Personally, I would have all the copies open in multiple tabs in Notepad++, and then just switch the active tab.
There is an old, no-longer-documented way to get Notepad++ to look more like Windows Notepad: if you exit Notepad++, go into the Notepad++ executable directory and create an empty file called
asNotepad.xml
, and re-run Notepad++, it will run in a way that no longer shows tabs, and when you open a new file, it is the only file visible. However, if you go to the Windows menu, you will find that the other files are still open, and switch to them there. So it doesn’t technically close the file before opening the new one, but it sure looks like it. (If you want to later get out of that mode, you have to delete that XML file and restart Notepad++.)If that’s not sufficient, there is the macro tool.
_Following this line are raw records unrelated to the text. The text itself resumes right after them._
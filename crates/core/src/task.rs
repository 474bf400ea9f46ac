// SPDX-License-Identifier: MIT

//! [`Task`] — a named unit of asynchronous work with a monotonic lifecycle
//! lifecycle.

use std::future::Future;
use std::pin::Pin;
use tokio::sync::{watch, Mutex};

/// Observable status of a [`Task`]. Transitions only
/// `Pending -> Running -> {Success, Failed}`, never backwards.
#[derive(Debug, Clone, PartialEq, Eq, serde::Serialize, serde::Deserialize)]
pub enum TaskStatus {
    Pending,
    Running,
    Success { message: Option<String> },
    Failed { error: String },
}

impl TaskStatus {
    pub fn is_terminal(&self) -> bool {
        matches!(self, TaskStatus::Success { .. } | TaskStatus::Failed { .. })
    }

    pub fn is_failed(&self) -> bool {
        matches!(self, TaskStatus::Failed { .. })
    }
}

type Work = Pin<Box<dyn Future<Output = Result<Option<String>, String>> + Send>>;

/// A named unit of work. `run()` may be called any number of times
/// concurrently: the first caller to observe `Pending` executes the closure
/// and drives the status transition; every other caller (concurrent or
/// later) is a no-op: multiple Tasks may run in parallel, but a
/// single Task's run() is serialized" contract.
pub struct Task {
    name: String,
    status: watch::Sender<TaskStatus>,
    work: Mutex<Option<Work>>,
}

impl Task {
    pub fn new<F>(name: impl Into<String>, work: F) -> Self
    where
        F: Future<Output = Result<Option<String>, String>> + Send + 'static,
    {
        let (status, _) = watch::channel(TaskStatus::Pending);
        Self {
            name: name.into(),
            status,
            work: Mutex::new(Some(Box::pin(work))),
        }
    }

    pub fn name(&self) -> &str {
        &self.name
    }

    pub fn status(&self) -> TaskStatus {
        self.status.borrow().clone()
    }

    pub fn done(&self) -> bool {
        self.status().is_terminal()
    }

    /// Run the task's closure, transitioning `Pending -> Running ->
    /// {Success, Failed}`. Idempotent: a no-op if status is not `Pending`.
    pub async fn run(&self) {
        let mut guard = self.work.lock().await;
        if self.status().is_terminal() || matches!(self.status(), TaskStatus::Running) {
            return;
        }
        let work = match guard.take() {
            Some(w) => w,
            None => return,
        };
        let _ = self.status.send(TaskStatus::Running);
        drop(guard);

        let result = work.await;
        let next = match result {
            Ok(message) => TaskStatus::Success { message },
            Err(error) => TaskStatus::Failed {
                error: error.trim().to_string(),
            },
        };
        let _ = self.status.send(next);
    }

    /// Await this task's completion future, returning its terminal status.
    pub async fn wait(&self) -> TaskStatus {
        let mut rx = self.status.subscribe();
        loop {
            let current = rx.borrow().clone();
            if current.is_terminal() {
                return current;
            }
            if rx.changed().await.is_err() {
                return self.status();
            }
        }
    }
}

impl std::fmt::Debug for Task {
    fn fmt(&self, f: &mut std::fmt::Formatter<'_>) -> std::fmt::Result {
        f.debug_struct("Task")
            .field("name", &self.name)
            .field("status", &self.status())
            .finish()
    }
}

#[cfg(test)]
#[path = "task_tests.rs"]
mod tests;
// SPDX-License-Identifier: MIT

//! Query job configuration and results.

use bqp_core::ResourceId;
use std::collections::BTreeMap;

#[derive(Debug, Clone, Copy, PartialEq, Eq)]
pub enum JobPriority {
    Batch,
    Interactive,
}

#[derive(Debug, Clone, PartialEq)]
pub enum ParamValue {
    Int64(i64),
    String(String),
    Null,
}

/// A `--parameter name:type:value` entry. An empty `name` marks a
/// positional parameter.
#[derive(Debug, Clone)]
pub struct QueryParameter {
    pub name: Option<String>,
    pub value: ParamValue,
}

#[derive(Debug, Clone)]
pub struct QueryJobConfig {
    pub sql: String,
    pub priority: JobPriority,
    pub labels: BTreeMap<String, String>,
    pub job_id_prefix: String,
    pub dry_run: bool,
    pub maximum_bytes_billed: Option<u64>,
    pub params: Vec<QueryParameter>,
}

impl QueryJobConfig {
    pub fn new(sql: impl Into<String>) -> Self {
        Self {
            sql: sql.into(),
            priority: JobPriority::Batch,
            labels: BTreeMap::new(),
            job_id_prefix: String::new(),
            dry_run: false,
            maximum_bytes_billed: None,
            params: Vec::new(),
        }
    }
}

/// The `statementType` BigQuery-equivalent dispatch tag.
#[derive(Debug, Clone, PartialEq, Eq)]
pub enum StatementType {
    Script,
    CreateSchema,
    DropSchema,
    AlterSchema,
    CreateFunction,
    CreateTableFunction,
    DropFunction,
    CreateProcedure,
    DropProcedure,
    CreateTable,
    CreateView,
    CreateMaterializedView,
    CreateTableAsSelect,
    DropTable,
    DropView,
    DropMaterializedView,
    AlterTable,
    AlterView,
    Insert,
    Update,
    Delete,
    Merge,
    CreateRowAccessPolicy,
    DropRowAccessPolicy,
    CreateModel,
    ExportModel,
    /// Anything not covered by the table above.
    Other(String),
}

/// Metadata fetched after a query job finishes (or estimated in dry-run).
#[derive(Debug, Clone, Default)]
pub struct JobMetadata {
    pub job_id: String,
    pub statement_type: Option<StatementType>,
    pub error_result: Option<String>,
    pub total_bytes_processed: Option<u64>,
    pub total_bytes_billed: Option<u64>,
    pub ddl_target_table: Option<ResourceId>,
    pub ddl_target_routine: Option<ResourceId>,
    pub elapsed_ms: Option<u64>,
}

impl JobMetadata {
    /// `"<bytes-processed>, <elapsed>"` when statistics are available
    /// once statistics are available.
    pub fn stats_message(&self) -> Option<String> {
        let bytes = self.total_bytes_processed?;
        let elapsed = bqp_core::format_elapsed_ms(self.elapsed_ms.unwrap_or(0));
        Some(format!("{}, {elapsed}", bqp_core::format_bytes(bytes)))
    }

    pub fn stats_dump(&self) -> String {
        format!(
            "statement_type={:?} bytes_processed={:?} bytes_billed={:?}",
            self.statement_type, self.total_bytes_processed, self.total_bytes_billed
        )
    }
}

#[cfg(test)]
#[path = "job_tests.rs"]
mod tests;
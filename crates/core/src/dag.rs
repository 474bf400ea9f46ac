// SPDX-License-Identifier: MIT

//! [`DagNode`] — the read-only, per-namespace unit the deployment DAG is
//! built from.

use crate::resource::ResourceId;
use crate::task::Task;
use std::sync::Arc;

/// One namespace's worth of deploy tasks. Tasks within a node run in the
/// planner's insertion order ("intra-directory serialization"); across
/// nodes, ordering is enforced by each task awaiting its dependencies'
/// tasks directly, not by this struct. Tasks are `Arc`-shared because a
/// dependent node's task closures hold references into an already-built
/// node's task list.
pub struct DagNode {
    pub id: ResourceId,
    pub tasks: Vec<Arc<Task>>,
}

impl DagNode {
    pub fn new(id: ResourceId) -> Self {
        Self { id, tasks: Vec::new() }
    }

    pub fn is_empty(&self) -> bool {
        self.tasks.is_empty()
    }
}
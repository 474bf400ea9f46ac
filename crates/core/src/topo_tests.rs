// SPDX-License-Identifier: MIT

use super::*;

fn set(items: &[&str]) -> BTreeSet<String> {
    items.iter().map(|s| s.to_string()).collect()
}

fn edges(pairs: &[(&str, &str)]) -> BTreeSet<(String, String)> {
    pairs
        .iter()
        .map(|(a, b)| (a.to_string(), b.to_string()))
        .collect()
}

#[test]
fn linear_chain_orders_dependency_first() {
    let nodes = set(&["a", "b"]);
    // a depends on b
    let order = topo_sort(&nodes, &edges(&[("a", "b")])).unwrap();
    assert_eq!(order, vec!["b".to_string(), "a".to_string()]);
}

#[test]
fn isolated_nodes_are_included() {
    let nodes = set(&["a", "b", "c"]);
    let order = topo_sort(&nodes, &edges(&[("a", "b")])).unwrap();
    assert_eq!(order.len(), 3);
    assert!(order.contains(&"c".to_string()));
}

#[test]
fn cycle_is_detected_and_names_residual_nodes() {
    let nodes = set(&["x", "y"]);
    let err = topo_sort(&nodes, &edges(&[("x", "y"), ("y", "x")])).unwrap_err();
    match err {
        CoreError::CycleDetected { nodes } => {
            assert_eq!(nodes, vec!["x".to_string(), "y".to_string()]);
        }
        other => panic!("expected CycleDetected, got {other:?}"),
    }
}

#[test]
fn ties_break_lexicographically_for_determinism() {
    let nodes = set(&["z", "m", "a"]);
    let order = topo_sort(&nodes, &BTreeSet::new()).unwrap();
    assert_eq!(order, vec!["a".to_string(), "m".to_string(), "z".to_string()]);
}

#[test]
fn same_input_always_produces_same_output() {
    let nodes = set(&["a", "b", "c", "d"]);
    let e = edges(&[("a", "b"), ("b", "c"), ("d", "c")]);
    let first = topo_sort(&nodes, &e).unwrap();
    for _ in 0..10 {
        assert_eq!(topo_sort(&nodes, &e).unwrap(), first);
    }
}

#[cfg(test)]
mod proptests {
    use super::*;
    use proptest::prelude::*;

    proptest! {
        #[test]
        fn acyclic_edges_always_sort(n in 2usize..8) {
            let nodes: BTreeSet<String> = (0..n).map(|i| format!("n{i}")).collect();
            // Only edges i -> j where i < j: guaranteed acyclic.
            let mut e = BTreeSet::new();
            for i in 0..n {
                for j in (i + 1)..n {
                    if (i + j) % 2 == 0 {
                        e.insert((format!("n{i}"), format!("n{j}")));
                    }
                }
            }
            let order = topo_sort(&nodes, &e).unwrap();
            prop_assert_eq!(order.len(), n);
        }
    }
}
use std::num::NonZeroU32;
use std::path::PathBuf;
use std::process::ExitCode;
use std::rc::Rc;
use std::time::{Duration, Instant};

use winit::application::ApplicationHandler;
use winit::dpi::LogicalSize;
use winit::event::{ElementState, KeyEvent, WindowEvent};
use winit::event_loop::{ActiveEventLoop, ControlFlow, EventLoop};
use winit::keyboard::{KeyCode, PhysicalKey};
use winit::window::{Window, WindowId};

use gridcaster::caster::crossings;
use gridcaster::renderer::{self, Overlay};
use gridcaster::scaler::Upscaler;
use gridcaster::{Color, Config, Error, InputState, Motion, Player, Result, Scene, assemble};

const DEFAULT_CONFIG: &str = "gridcaster.toml";

struct App {
    window: Option<Rc<Window>>,
    surface: Option<softbuffer::Surface<Rc<Window>, Rc<Window>>>,
    config: Config,
    scene: Scene<Color>,
    player: Player,
    motion: Motion,

    // HUD
    frame_counter: u32,
    last_fps_log: Instant,

    // Internal framebuffer, stretched to the window on present
    fb: Vec<u32>,
    fb_w: usize,
    fb_h: usize,
    upscaler: Upscaler,

    input: InputState,
    inspect_ray: bool,
    last_tick: Instant,
}

impl App {
    fn new(config: Config, scene: Scene<Color>) -> Self {
        let player = config.player.spawn(scene.size());
        let motion = config.player.motion();
        log::info!(
            "Scene {}x{}, player at ({:.2}, {:.2}) facing {:.2} rad",
            scene.size().0,
            scene.size().1,
            player.position.x,
            player.position.y,
            player.direction
        );

        Self {
            window: None,
            surface: None,
            config,
            scene,
            player,
            motion,

            frame_counter: 0,
            last_fps_log: Instant::now(),

            fb: Vec::new(),
            fb_w: 0,
            fb_h: 0,
            upscaler: Upscaler::default(),

            input: InputState::default(),
            inspect_ray: false,
            last_tick: Instant::now(),
        }
    }

    fn open_window(&mut self, event_loop: &ActiveEventLoop) -> Result<()> {
        let attributes = Window::default_attributes()
            .with_title(self.config.window.title.clone())
            .with_inner_size(LogicalSize::new(
                self.config.window.width,
                self.config.window.height,
            ));

        let window = Rc::new(
            event_loop
                .create_window(attributes)
                .map_err(|e| Error::Window(e.to_string()))?,
        );
        let context =
            softbuffer::Context::new(window.clone()).map_err(|e| Error::Window(e.to_string()))?;
        let surface = softbuffer::Surface::new(&context, window.clone())
            .map_err(|e| Error::Window(e.to_string()))?;

        let size = window.inner_size();
        self.rebuild_framebuffer(size.width as usize, size.height as usize);

        self.surface = Some(surface);
        window.request_redraw();
        self.window = Some(window);
        self.last_tick = Instant::now();
        Ok(())
    }

    fn key(
        &mut self,
        code: KeyCode,
        state: ElementState,
        repeat: bool,
        event_loop: &ActiveEventLoop,
    ) {
        let pressed = state == ElementState::Pressed;
        match code {
            KeyCode::KeyW => self.input.forward = pressed,
            KeyCode::KeyS => self.input.back = pressed,
            KeyCode::KeyA => self.input.turn_left = pressed,
            KeyCode::KeyD => self.input.turn_right = pressed,
            KeyCode::Tab if pressed && !repeat => {
                self.inspect_ray = !self.inspect_ray;
                log::debug!("Ray inspector {}", if self.inspect_ray { "on" } else { "off" });
            }
            KeyCode::Escape if pressed => event_loop.exit(),
            _ => (),
        }
    }

    fn tick(&mut self) {
        // Cap dt to avoid huge jumps if the app was paused
        let now = Instant::now();
        let dt = now
            .duration_since(self.last_tick)
            .min(Duration::from_millis(100));
        self.last_tick = now;

        self.player.update(&self.input, dt.as_secs_f64(), &self.motion);
    }

    fn draw(&mut self, id: WindowId) -> Result<()> {
        let Some(window) = self.window.as_ref().filter(|w| w.id() == id) else {
            return Ok(());
        };

        let size = window.inner_size();
        let (Some(dw), Some(dh)) = (NonZeroU32::new(size.width), NonZeroU32::new(size.height))
        else {
            return Ok(()); // Minimized window, skip drawing
        };
        if self.upscaler.dst_size() != (dw.get() as usize, dh.get() as usize) {
            let (w, h) = (dw.get() as usize, dh.get() as usize);
            self.rebuild_framebuffer(w, h);
        }

        let render = &self.config.render;
        let frame = assemble(&self.scene, &self.player, render);
        let overlay = Overlay {
            minimap_cell: self.config.window.minimap_cell,
            crossings: if self.inspect_ray {
                let aim = frame.wedge.sample(render.resolution / 2, render.resolution);
                crossings(&self.scene, self.player.position, aim, &render.tuning())
            } else {
                Vec::new()
            },
        };
        renderer::render_frame(
            &mut self.fb,
            self.fb_w,
            self.fb_h,
            &self.scene,
            &frame,
            &overlay,
        );

        let Some(surface) = self.surface.as_mut() else {
            return Ok(());
        };
        surface.resize(dw, dh).map_err(|e| Error::Window(e.to_string()))?;
        let mut buf = surface
            .buffer_mut()
            .map_err(|e| Error::Window(e.to_string()))?;
        self.upscaler.blit(&mut buf, dw.get() as usize, &self.fb, self.fb_w);
        buf.present().map_err(|e| Error::Window(e.to_string()))?;

        self.frame_counter += 1;
        let elapsed = self.last_fps_log.elapsed().as_secs_f32();
        if elapsed >= 1.0 {
            log::debug!("FPS: {:.1}", self.frame_counter as f32 / elapsed);
            self.frame_counter = 0;
            self.last_fps_log = Instant::now();
        }
        Ok(())
    }

    /// Keep the internal height fixed and follow the window's aspect ratio.
    fn rebuild_framebuffer(&mut self, dst_w: usize, dst_h: usize) {
        let target_h = self.config.window.internal_height;
        let aspect = if dst_h > 0 {
            dst_w as f32 / dst_h as f32
        } else {
            1.0
        };

        let mut target_w = ((target_h as f32 * aspect).round() as usize).max(160);
        if target_w % 2 != 0 {
            target_w += 1;
        }

        if target_w != self.fb_w || target_h != self.fb_h {
            self.fb_w = target_w;
            self.fb_h = target_h;
            self.fb = vec![0u32; self.fb_w * self.fb_h];
            log::debug!("Internal framebuffer {}x{}", self.fb_w, self.fb_h);
        }
        self.upscaler = Upscaler::new(dst_w, dst_h, self.fb_w, self.fb_h);
    }
}

impl ApplicationHandler for App {
    fn resumed(&mut self, event_loop: &ActiveEventLoop) {
        if self.window.is_some() {
            return;
        }
        if let Err(e) = self.open_window(event_loop) {
            log::error!("{e}");
            event_loop.exit();
        }
    }

    fn window_event(&mut self, event_loop: &ActiveEventLoop, id: WindowId, event: WindowEvent) {
        match event {
            WindowEvent::CloseRequested => {
                log::info!("Close requested; stopping");
                event_loop.exit();
            }

            WindowEvent::KeyboardInput {
                event:
                    KeyEvent {
                        physical_key: PhysicalKey::Code(code),
                        state,
                        repeat,
                        ..
                    },
                ..
            } => self.key(code, state, repeat, event_loop),

            WindowEvent::RedrawRequested => {
                self.tick();
                if let Err(e) = self.draw(id) {
                    log::error!("{e}");
                    event_loop.exit();
                    return;
                }
                if let Some(window) = &self.window {
                    window.request_redraw();
                }
            }

            WindowEvent::Resized(new_size) => {
                self.rebuild_framebuffer(new_size.width as usize, new_size.height as usize);
            }
            _ => (),
        }
    }

    fn about_to_wait(&mut self, _event_loop: &ActiveEventLoop) {
        if let Some(window) = &self.window {
            window.request_redraw();
        }
    }
}

fn run() -> Result<()> {
    let path = std::env::args_os()
        .nth(1)
        .map(PathBuf::from)
        .unwrap_or_else(|| PathBuf::from(DEFAULT_CONFIG));
    let config = Config::load(&path)?;
    let scene = config.scene()?;
    let mut app = App::new(config, scene);

    let event_loop = EventLoop::new().map_err(|e| Error::Window(e.to_string()))?;
    event_loop.set_control_flow(ControlFlow::Poll);
    event_loop
        .run_app(&mut app)
        .map_err(|e| Error::Window(e.to_string()))
}

fn main() -> ExitCode {
    env_logger::Builder::from_env(env_logger::Env::default().default_filter_or("info")).init();

    match run() {
        Ok(()) => ExitCode::SUCCESS,
        Err(e) => {
            log::error!("{e}");
            ExitCode::FAILURE
        }
    }
}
Unfortunately, the File Open isn’t recordable, though it can be in a manually edited macro.
First, setup the new macro:
- Close all instances of Notepad++.
- Edit
%AppData%\notepad++\shortcuts.xml
- Add this inside your
<macros>
section:<Macro name="Close All Then Open" Ctrl="no" Alt="no" Shift="no" Key="0"> <Action type="2" message="0" wParam="41004" lParam="0" sParam="" /><!-- this will close all active files --> <Action type="2" message="0" wParam="41002" lParam="0" sParam="" /><!-- this will launch the File | Open dialog --> </Macro>
- Save
- Exit Notepad++
When you run Notepad++ again, Macros > Close All Then Open will exist, and will run those two commands.
Using Macro > Modify Shortcut / Delete Command, select Close All Then Open, and assign a keyboard shortcut to your liking, and you now have a keyboard shortcut that does what (I think) you want.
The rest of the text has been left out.